_Work instruction_:
Below are lines of data, and only some are wanted. Please repeat exactly those from the line that has "use tile_pyramid::TileAddress;" through the line that has "Create a new".

_Record excerpts_:
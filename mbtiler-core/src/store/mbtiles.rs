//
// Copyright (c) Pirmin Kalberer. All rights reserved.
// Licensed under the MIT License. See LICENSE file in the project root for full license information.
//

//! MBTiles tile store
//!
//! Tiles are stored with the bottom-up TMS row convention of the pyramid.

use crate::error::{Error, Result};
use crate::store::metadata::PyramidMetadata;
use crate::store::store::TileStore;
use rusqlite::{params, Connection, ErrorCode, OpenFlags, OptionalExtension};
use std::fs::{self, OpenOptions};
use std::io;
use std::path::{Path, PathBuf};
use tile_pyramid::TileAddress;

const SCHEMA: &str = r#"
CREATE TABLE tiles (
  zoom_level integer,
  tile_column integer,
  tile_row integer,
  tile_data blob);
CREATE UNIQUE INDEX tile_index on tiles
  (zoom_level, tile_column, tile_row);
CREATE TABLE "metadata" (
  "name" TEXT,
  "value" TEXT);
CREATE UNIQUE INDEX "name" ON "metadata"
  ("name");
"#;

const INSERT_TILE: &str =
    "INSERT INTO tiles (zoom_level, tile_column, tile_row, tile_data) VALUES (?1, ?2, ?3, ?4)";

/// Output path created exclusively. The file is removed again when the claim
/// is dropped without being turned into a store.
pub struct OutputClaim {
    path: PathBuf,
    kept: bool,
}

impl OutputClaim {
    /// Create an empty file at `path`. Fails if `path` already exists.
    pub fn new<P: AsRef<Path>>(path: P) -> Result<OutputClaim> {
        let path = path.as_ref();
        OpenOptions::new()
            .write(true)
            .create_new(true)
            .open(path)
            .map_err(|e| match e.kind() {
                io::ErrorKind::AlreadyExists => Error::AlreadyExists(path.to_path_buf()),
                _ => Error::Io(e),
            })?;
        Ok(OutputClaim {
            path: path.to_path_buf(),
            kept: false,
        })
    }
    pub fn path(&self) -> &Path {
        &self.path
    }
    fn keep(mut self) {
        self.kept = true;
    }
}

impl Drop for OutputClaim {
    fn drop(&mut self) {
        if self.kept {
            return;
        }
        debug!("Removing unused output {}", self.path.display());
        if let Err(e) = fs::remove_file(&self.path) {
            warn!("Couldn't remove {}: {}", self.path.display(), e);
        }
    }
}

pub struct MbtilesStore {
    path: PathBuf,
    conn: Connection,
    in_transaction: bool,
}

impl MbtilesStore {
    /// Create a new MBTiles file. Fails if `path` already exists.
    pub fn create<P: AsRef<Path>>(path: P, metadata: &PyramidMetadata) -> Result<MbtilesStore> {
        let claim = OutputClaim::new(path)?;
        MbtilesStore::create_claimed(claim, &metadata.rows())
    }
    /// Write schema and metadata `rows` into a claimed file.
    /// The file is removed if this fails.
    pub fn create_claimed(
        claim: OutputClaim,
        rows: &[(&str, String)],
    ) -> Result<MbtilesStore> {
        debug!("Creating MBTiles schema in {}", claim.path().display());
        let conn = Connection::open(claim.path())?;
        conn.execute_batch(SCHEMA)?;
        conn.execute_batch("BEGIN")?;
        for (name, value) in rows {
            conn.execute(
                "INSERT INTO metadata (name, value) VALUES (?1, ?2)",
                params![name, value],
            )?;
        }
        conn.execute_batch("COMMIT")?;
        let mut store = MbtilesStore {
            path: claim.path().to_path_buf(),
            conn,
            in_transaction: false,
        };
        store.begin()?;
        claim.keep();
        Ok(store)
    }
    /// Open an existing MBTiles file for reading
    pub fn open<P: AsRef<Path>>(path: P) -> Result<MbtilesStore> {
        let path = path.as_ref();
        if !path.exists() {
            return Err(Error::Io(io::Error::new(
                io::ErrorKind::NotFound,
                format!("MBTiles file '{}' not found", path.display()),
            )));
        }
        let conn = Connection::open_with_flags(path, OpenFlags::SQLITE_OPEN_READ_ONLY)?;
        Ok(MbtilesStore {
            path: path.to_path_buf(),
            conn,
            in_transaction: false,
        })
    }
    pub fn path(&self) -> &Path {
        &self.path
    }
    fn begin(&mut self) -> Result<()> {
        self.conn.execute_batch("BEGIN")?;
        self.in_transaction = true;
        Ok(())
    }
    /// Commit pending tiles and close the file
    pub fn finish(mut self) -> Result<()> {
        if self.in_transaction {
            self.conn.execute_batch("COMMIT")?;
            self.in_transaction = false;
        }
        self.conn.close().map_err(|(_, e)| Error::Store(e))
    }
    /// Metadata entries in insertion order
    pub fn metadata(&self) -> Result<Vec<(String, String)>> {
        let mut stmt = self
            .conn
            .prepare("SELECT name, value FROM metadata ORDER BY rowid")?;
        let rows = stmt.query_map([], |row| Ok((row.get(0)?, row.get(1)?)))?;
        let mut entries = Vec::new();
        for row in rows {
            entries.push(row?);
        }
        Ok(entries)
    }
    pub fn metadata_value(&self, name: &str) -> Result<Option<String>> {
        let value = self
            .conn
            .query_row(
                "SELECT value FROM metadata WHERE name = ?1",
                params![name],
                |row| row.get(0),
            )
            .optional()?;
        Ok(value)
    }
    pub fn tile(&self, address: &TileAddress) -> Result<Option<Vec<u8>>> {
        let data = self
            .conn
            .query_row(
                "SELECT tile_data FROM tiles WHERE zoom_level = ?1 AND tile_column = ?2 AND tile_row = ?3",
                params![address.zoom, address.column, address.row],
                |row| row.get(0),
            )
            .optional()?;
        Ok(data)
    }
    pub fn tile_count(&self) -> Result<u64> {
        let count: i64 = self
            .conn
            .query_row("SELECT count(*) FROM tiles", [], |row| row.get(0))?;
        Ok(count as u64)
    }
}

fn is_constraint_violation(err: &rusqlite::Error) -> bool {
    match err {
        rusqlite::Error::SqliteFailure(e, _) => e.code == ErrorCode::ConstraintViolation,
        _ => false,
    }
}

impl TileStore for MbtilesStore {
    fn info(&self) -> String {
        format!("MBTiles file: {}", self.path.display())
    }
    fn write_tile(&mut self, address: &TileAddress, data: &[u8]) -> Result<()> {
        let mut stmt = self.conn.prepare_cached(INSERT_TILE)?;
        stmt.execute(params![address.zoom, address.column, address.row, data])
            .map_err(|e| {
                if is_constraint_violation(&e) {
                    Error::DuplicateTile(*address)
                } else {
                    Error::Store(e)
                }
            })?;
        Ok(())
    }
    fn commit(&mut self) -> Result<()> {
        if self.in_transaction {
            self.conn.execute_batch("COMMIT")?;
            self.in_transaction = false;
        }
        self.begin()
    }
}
* * *
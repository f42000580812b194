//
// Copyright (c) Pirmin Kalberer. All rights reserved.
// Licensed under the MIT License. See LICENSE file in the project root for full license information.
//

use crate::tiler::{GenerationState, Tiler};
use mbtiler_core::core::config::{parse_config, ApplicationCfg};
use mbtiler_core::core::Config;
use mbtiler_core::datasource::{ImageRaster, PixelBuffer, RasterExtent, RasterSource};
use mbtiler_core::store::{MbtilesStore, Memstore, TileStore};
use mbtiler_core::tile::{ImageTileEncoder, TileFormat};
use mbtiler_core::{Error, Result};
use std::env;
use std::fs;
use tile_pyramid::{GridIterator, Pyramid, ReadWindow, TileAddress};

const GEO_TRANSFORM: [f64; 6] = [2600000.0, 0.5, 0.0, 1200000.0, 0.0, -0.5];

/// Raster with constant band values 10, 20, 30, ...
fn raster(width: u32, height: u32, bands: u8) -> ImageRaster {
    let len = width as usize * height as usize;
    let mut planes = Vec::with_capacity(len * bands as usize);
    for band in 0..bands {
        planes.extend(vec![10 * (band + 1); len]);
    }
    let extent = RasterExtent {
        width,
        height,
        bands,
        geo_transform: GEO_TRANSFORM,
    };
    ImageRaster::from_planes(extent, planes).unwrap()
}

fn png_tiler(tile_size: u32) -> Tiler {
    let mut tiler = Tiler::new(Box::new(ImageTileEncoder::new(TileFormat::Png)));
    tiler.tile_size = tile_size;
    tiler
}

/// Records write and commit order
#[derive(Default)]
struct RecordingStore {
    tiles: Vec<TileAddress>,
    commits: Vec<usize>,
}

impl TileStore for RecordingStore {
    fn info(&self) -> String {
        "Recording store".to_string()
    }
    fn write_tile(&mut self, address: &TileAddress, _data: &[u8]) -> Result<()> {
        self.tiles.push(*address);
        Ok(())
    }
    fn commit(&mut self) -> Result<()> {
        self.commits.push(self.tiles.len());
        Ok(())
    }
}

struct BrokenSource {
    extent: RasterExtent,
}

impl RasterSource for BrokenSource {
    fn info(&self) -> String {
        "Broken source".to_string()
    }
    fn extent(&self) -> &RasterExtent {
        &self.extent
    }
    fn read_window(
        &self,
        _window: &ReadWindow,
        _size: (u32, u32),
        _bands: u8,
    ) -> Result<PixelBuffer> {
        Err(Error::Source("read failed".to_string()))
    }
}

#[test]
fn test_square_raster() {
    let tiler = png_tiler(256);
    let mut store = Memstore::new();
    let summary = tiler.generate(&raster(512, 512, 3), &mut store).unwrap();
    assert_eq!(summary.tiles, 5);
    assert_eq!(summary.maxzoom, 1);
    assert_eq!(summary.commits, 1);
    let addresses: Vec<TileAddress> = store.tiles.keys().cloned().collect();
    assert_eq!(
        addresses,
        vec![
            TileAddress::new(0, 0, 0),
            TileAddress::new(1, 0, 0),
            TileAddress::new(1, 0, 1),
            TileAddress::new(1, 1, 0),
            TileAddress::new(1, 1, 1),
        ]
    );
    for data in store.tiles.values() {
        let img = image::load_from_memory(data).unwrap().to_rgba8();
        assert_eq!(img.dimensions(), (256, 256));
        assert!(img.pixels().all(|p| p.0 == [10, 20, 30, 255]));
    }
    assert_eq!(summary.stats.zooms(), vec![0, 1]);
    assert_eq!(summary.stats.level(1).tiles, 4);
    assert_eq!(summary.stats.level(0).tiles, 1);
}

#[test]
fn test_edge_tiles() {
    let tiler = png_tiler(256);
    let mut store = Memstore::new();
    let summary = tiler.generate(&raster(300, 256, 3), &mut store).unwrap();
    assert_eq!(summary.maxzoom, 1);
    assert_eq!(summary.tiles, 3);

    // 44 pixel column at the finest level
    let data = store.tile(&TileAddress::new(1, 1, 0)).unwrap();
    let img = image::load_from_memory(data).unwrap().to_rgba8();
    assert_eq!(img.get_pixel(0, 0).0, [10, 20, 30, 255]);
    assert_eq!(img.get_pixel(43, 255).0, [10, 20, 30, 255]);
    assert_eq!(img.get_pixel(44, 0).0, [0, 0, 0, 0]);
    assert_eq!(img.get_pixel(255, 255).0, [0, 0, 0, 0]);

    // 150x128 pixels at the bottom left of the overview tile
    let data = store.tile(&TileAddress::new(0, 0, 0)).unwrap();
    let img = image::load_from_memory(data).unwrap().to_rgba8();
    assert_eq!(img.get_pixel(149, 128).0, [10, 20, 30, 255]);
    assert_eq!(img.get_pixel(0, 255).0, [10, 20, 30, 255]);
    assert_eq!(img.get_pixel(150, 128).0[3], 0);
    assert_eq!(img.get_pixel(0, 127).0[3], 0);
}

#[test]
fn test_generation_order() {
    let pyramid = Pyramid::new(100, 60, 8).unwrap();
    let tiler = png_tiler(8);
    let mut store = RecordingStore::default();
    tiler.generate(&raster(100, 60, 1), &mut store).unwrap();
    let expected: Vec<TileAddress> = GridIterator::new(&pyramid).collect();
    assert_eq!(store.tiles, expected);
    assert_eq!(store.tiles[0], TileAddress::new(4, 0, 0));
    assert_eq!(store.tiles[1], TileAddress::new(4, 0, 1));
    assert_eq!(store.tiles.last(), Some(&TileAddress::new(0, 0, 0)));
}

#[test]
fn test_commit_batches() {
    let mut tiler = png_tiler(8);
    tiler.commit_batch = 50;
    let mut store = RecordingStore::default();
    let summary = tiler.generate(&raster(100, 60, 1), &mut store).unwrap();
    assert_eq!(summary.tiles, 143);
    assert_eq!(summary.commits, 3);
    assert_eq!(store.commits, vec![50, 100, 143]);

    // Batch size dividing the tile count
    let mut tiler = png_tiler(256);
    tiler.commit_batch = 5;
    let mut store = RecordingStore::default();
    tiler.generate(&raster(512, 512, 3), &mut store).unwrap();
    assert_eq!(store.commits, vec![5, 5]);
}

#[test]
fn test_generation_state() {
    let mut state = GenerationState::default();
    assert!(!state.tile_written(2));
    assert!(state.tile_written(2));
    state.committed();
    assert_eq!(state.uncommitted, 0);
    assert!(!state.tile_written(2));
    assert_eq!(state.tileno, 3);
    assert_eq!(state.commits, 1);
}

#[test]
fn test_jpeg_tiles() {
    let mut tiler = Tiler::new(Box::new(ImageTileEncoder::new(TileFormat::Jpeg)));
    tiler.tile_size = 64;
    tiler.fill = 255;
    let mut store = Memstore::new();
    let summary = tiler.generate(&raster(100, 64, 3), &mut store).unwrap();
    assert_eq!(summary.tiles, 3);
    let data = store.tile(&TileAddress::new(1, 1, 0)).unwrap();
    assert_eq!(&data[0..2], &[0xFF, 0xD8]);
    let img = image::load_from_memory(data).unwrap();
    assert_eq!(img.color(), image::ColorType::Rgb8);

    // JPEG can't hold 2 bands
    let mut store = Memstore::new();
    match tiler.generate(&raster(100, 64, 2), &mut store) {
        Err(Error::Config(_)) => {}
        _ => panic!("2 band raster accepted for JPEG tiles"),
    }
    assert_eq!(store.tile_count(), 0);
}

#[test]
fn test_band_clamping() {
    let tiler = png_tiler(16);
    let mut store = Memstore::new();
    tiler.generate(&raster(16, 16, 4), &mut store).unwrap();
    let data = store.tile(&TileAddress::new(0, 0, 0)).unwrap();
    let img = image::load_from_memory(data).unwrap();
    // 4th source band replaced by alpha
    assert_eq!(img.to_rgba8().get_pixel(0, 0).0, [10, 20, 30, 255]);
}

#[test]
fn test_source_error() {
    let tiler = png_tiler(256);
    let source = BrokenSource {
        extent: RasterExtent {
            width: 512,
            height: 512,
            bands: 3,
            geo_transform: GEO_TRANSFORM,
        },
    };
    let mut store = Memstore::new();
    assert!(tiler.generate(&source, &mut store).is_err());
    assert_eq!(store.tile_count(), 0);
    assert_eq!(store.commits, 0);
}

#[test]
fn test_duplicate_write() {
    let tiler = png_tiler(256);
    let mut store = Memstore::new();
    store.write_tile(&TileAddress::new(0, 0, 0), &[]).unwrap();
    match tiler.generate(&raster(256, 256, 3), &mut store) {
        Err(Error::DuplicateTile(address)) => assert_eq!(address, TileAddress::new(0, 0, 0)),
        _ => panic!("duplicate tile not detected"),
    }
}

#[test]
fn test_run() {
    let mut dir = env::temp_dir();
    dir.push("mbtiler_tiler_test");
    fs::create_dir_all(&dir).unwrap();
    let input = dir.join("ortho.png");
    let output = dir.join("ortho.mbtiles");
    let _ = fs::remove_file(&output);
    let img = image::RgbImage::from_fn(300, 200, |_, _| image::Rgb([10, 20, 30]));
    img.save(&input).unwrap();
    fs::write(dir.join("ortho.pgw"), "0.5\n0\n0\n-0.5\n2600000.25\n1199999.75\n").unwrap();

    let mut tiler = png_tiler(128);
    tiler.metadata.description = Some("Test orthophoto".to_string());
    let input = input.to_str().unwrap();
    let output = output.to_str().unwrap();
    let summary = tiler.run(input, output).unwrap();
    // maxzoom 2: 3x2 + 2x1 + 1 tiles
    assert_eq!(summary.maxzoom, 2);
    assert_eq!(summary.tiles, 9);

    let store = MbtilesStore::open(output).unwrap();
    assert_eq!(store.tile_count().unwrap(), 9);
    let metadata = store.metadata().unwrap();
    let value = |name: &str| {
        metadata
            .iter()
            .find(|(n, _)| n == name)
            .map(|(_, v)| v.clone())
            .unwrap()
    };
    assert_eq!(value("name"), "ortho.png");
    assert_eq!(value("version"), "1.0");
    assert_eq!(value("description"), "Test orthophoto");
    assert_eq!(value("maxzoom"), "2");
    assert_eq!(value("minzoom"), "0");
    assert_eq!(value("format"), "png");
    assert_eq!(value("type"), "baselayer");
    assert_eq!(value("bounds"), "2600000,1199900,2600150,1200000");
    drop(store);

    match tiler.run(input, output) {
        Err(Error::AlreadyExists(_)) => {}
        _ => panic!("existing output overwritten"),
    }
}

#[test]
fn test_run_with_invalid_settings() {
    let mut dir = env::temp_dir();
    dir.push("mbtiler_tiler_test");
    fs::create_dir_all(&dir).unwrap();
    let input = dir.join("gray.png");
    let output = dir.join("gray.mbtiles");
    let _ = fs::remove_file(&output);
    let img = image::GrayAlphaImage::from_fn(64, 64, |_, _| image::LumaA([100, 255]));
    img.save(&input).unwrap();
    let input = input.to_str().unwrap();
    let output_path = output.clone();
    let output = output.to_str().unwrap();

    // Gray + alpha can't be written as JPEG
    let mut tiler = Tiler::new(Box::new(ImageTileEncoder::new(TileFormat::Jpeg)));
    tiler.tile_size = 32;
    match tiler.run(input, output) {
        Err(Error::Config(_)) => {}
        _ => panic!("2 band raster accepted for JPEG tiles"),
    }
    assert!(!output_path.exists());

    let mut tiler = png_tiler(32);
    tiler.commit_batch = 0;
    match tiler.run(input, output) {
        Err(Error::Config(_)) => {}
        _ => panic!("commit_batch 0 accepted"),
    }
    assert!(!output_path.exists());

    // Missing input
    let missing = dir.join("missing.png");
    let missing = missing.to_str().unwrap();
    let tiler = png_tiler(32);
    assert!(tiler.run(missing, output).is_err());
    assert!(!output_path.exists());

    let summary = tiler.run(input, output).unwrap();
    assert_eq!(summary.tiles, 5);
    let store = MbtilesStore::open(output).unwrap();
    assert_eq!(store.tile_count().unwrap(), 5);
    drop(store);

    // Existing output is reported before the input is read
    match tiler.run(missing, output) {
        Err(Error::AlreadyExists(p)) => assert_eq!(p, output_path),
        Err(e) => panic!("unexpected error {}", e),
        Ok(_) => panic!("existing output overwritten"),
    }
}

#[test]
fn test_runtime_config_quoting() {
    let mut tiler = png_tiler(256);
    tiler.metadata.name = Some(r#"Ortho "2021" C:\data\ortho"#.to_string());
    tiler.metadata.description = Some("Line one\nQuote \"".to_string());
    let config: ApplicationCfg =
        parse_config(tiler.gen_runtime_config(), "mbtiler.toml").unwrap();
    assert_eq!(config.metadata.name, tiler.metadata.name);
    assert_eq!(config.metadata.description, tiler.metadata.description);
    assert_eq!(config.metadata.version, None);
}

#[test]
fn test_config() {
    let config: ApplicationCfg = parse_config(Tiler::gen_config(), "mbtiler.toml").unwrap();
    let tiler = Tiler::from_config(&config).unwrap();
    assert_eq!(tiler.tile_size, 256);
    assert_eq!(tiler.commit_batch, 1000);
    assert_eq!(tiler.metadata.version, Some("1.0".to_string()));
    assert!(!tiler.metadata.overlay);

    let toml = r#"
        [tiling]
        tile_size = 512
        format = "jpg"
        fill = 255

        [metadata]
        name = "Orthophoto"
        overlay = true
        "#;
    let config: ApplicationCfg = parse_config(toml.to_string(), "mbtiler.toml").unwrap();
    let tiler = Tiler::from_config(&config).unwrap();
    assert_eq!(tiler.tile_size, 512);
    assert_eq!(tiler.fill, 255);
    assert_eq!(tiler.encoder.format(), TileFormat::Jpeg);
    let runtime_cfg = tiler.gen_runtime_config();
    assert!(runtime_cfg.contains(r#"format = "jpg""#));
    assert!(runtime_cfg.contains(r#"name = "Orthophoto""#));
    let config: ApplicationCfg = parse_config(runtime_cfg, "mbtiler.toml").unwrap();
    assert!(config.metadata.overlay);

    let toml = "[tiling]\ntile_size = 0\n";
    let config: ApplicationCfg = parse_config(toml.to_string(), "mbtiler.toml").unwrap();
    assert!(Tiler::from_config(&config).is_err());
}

_Reply to the task_:
use tile_pyramid::TileAddress;

const SCHEMA: &str = r#"
CREATE TABLE tiles (
  zoom_level integer,
  tile_column integer,
  tile_row integer,
  tile_data blob);
CREATE UNIQUE INDEX tile_index on tiles
  (zoom_level, tile_column, tile_row);
CREATE TABLE "metadata" (
  "name" TEXT,
  "value" TEXT);
CREATE UNIQUE INDEX "name" ON "metadata"
  ("name");
"#;

const INSERT_TILE: &str =
    "INSERT INTO tiles (zoom_level, tile_column, tile_row, tile_data) VALUES (?1, ?2, ?3, ?4)";

/// Output path created exclusively. The file is removed again when the claim
/// is dropped without being turned into a store.
pub struct OutputClaim {
    path: PathBuf,
    kept: bool,
}

impl OutputClaim {
    /// Create an empty file at `path`. Fails if `path` already exists.
    pub fn new<P: AsRef<Path>>(path: P) -> Result<OutputClaim> {
        let path = path.as_ref();
        OpenOptions::new()
            .write(true)
            .create_new(true)
            .open(path)
            .map_err(|e| match e.kind() {
                io::ErrorKind::AlreadyExists => Error::AlreadyExists(path.to_path_buf()),
                _ => Error::Io(e),
            })?;
        Ok(OutputClaim {
            path: path.to_path_buf(),
            kept: false,
        })
    }
    pub fn path(&self) -> &Path {
        &self.path
    }
    fn keep(mut self) {
        self.kept = true;
    }
}

impl Drop for OutputClaim {
    fn drop(&mut self) {
        if self.kept {
            return;
        }
        debug!("Removing unused output {}", self.path.display());
        if let Err(e) = fs::remove_file(&self.path) {
            warn!("Couldn't remove {}: {}", self.path.display(), e);
        }
    }
}

pub struct MbtilesStore {
    path: PathBuf,
    conn: Connection,
    in_transaction: bool,
}

impl MbtilesStore {
    /// Create a new MBTiles file. Fails if `path` already exists.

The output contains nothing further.